Task item: From the records below, copy every line that contains the word "SystemPromptTemplate".

Available data:
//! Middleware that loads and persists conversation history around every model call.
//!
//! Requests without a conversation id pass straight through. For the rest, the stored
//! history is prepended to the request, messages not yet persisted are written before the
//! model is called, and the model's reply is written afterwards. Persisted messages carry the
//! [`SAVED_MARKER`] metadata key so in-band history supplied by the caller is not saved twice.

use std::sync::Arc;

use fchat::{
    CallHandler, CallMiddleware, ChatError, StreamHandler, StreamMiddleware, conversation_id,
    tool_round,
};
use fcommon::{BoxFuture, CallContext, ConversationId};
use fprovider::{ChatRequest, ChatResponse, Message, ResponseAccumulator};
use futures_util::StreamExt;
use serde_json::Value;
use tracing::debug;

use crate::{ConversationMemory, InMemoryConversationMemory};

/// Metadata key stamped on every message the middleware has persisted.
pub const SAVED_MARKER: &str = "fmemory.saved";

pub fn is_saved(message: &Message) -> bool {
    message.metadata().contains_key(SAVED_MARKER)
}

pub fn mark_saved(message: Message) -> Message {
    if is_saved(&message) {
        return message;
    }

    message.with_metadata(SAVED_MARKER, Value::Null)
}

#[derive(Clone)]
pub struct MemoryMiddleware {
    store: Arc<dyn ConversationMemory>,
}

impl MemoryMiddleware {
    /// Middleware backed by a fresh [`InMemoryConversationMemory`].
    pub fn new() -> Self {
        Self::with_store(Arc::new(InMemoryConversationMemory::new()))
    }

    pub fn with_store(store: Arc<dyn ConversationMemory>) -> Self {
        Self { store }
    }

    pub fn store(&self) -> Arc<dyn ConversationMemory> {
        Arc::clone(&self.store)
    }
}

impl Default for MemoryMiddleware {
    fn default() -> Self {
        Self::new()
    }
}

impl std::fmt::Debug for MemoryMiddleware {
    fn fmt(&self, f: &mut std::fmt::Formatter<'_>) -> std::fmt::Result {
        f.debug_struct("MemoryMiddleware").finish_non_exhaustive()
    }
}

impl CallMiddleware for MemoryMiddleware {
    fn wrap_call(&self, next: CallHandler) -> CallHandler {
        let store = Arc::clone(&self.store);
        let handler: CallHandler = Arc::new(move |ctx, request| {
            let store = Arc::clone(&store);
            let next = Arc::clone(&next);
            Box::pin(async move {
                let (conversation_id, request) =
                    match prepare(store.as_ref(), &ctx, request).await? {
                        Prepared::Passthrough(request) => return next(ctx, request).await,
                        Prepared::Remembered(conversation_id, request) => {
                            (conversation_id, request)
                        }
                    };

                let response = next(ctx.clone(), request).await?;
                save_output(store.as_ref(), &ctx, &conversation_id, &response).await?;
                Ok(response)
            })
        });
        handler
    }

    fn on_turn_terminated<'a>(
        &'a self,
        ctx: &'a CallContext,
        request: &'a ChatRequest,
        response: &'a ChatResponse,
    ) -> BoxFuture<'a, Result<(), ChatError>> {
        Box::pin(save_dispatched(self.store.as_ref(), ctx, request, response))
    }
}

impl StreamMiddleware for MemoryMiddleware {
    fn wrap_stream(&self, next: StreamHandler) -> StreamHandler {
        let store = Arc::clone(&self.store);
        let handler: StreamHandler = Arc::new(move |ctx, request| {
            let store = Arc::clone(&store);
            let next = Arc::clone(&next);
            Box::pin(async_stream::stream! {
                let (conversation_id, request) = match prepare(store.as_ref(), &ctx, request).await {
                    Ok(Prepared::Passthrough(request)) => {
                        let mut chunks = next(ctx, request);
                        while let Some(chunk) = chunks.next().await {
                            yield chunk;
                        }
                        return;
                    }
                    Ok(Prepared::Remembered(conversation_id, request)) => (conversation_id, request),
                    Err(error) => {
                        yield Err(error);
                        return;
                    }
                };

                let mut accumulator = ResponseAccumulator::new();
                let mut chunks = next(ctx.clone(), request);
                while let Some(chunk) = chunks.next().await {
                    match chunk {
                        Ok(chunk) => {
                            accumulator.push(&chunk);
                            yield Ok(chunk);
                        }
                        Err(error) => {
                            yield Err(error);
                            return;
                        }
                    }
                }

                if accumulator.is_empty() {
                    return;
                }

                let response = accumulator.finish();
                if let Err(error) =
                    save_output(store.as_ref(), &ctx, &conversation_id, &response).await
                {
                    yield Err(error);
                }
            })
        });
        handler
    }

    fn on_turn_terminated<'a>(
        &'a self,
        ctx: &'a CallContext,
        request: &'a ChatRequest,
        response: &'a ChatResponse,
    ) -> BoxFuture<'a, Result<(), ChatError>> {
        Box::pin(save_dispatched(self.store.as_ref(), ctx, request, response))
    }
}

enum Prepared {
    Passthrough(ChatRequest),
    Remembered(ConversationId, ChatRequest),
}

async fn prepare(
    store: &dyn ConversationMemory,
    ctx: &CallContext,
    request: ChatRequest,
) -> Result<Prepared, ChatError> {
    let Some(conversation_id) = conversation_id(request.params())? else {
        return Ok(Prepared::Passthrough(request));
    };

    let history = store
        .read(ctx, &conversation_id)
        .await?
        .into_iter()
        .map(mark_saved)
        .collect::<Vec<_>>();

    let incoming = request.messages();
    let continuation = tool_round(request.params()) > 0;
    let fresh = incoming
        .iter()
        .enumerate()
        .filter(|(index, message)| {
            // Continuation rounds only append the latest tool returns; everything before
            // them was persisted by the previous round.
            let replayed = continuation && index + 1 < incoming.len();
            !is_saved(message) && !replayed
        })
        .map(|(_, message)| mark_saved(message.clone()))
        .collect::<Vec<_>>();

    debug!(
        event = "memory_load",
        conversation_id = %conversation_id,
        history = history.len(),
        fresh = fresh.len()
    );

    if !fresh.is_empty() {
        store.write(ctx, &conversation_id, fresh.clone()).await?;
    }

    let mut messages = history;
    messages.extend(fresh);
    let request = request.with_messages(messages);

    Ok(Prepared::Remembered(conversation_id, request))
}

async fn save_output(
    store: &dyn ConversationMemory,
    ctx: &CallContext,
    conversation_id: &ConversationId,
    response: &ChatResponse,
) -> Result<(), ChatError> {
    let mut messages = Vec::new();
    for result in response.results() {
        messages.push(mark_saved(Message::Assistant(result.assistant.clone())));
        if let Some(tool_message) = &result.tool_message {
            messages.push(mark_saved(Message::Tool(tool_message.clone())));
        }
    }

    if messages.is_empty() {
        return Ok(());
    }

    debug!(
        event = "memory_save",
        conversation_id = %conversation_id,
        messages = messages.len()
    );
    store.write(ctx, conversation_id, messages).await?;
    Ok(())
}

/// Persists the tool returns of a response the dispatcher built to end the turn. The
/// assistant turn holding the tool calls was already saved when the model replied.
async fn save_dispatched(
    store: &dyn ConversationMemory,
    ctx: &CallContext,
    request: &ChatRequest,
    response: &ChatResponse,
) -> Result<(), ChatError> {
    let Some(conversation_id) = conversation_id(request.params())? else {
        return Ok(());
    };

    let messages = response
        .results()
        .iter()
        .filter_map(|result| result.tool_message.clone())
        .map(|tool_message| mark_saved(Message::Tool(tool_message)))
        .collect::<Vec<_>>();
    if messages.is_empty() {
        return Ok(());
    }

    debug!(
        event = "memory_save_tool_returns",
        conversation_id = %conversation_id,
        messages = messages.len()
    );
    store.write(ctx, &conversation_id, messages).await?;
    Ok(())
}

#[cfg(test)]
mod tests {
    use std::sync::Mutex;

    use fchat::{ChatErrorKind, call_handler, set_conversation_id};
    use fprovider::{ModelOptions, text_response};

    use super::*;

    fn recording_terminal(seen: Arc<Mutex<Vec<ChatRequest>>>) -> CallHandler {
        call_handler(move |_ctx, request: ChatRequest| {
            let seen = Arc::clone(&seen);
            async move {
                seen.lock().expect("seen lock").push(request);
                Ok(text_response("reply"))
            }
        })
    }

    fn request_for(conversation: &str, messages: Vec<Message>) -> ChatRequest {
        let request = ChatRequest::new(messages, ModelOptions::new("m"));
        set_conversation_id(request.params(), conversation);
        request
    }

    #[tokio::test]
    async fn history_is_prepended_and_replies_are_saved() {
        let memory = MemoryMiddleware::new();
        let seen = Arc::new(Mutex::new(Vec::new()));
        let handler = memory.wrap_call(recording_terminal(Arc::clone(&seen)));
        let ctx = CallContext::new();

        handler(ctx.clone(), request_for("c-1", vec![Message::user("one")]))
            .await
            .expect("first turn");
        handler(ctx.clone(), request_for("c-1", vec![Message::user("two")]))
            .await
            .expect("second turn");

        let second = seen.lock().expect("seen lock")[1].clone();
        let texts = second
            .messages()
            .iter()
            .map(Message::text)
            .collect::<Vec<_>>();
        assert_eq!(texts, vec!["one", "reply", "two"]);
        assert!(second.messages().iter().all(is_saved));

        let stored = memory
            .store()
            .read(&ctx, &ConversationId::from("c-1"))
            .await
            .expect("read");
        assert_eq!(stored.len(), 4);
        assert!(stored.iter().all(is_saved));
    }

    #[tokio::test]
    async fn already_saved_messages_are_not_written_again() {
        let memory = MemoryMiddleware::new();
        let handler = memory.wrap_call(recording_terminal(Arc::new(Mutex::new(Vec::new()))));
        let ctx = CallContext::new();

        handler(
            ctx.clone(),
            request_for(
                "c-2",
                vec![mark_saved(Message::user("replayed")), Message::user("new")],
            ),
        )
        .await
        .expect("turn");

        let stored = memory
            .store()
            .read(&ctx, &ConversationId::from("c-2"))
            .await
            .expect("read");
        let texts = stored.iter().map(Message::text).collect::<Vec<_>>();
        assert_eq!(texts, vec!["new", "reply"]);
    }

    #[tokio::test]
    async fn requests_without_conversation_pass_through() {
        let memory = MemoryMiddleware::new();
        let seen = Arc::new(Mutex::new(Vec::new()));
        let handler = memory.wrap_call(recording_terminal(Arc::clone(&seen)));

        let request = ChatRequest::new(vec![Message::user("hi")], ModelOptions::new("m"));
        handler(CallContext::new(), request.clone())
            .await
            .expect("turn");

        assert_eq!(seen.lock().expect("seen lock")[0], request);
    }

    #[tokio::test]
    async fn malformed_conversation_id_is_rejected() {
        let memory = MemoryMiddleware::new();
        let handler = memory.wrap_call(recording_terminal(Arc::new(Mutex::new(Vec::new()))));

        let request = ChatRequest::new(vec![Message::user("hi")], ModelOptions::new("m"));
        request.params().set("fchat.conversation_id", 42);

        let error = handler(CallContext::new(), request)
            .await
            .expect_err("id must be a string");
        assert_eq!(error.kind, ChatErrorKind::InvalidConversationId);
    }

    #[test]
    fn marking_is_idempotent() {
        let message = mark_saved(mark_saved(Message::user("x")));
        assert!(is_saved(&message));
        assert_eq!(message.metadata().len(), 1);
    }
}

==

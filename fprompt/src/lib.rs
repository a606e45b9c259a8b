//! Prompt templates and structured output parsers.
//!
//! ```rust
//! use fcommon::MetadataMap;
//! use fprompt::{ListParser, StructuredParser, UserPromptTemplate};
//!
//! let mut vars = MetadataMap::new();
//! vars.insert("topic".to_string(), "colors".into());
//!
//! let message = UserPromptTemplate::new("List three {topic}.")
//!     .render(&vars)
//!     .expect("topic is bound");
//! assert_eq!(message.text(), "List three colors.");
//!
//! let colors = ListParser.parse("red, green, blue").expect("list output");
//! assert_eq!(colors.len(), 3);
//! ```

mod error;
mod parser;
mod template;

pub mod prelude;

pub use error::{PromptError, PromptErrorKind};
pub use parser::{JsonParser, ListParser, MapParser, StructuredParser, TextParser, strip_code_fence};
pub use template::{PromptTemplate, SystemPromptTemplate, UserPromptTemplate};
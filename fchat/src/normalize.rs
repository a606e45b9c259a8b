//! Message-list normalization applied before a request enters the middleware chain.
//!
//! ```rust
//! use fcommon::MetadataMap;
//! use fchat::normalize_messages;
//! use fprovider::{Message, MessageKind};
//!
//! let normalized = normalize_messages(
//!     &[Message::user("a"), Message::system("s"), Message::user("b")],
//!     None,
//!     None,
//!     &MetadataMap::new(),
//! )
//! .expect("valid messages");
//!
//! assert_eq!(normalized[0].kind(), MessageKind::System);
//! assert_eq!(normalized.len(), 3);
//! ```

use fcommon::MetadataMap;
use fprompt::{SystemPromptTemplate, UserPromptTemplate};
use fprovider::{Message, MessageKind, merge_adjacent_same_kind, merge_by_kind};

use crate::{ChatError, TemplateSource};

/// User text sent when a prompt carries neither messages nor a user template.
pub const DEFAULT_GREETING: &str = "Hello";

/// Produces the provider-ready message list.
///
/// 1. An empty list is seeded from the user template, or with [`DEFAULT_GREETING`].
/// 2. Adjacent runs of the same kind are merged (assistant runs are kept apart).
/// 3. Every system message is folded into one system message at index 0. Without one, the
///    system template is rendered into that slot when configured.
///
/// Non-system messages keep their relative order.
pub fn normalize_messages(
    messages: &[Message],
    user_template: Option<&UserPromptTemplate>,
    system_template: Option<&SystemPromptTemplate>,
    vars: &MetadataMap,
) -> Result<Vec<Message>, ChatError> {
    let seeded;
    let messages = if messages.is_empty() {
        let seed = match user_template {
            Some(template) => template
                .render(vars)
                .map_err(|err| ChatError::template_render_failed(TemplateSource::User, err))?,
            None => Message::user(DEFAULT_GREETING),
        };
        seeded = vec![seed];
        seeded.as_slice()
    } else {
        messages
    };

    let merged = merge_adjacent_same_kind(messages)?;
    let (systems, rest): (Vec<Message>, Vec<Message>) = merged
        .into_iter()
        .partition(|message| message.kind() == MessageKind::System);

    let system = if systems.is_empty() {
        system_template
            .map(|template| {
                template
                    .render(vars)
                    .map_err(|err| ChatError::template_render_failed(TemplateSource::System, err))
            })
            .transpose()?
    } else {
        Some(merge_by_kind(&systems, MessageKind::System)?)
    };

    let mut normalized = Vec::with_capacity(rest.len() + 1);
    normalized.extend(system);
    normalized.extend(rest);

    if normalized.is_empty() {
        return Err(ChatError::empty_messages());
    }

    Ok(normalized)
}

Solution to the problem:
pub use template::{PromptTemplate, SystemPromptTemplate, UserPromptTemplate};
use fprompt::{SystemPromptTemplate, UserPromptTemplate};
    system_template: Option<&SystemPromptTemplate>,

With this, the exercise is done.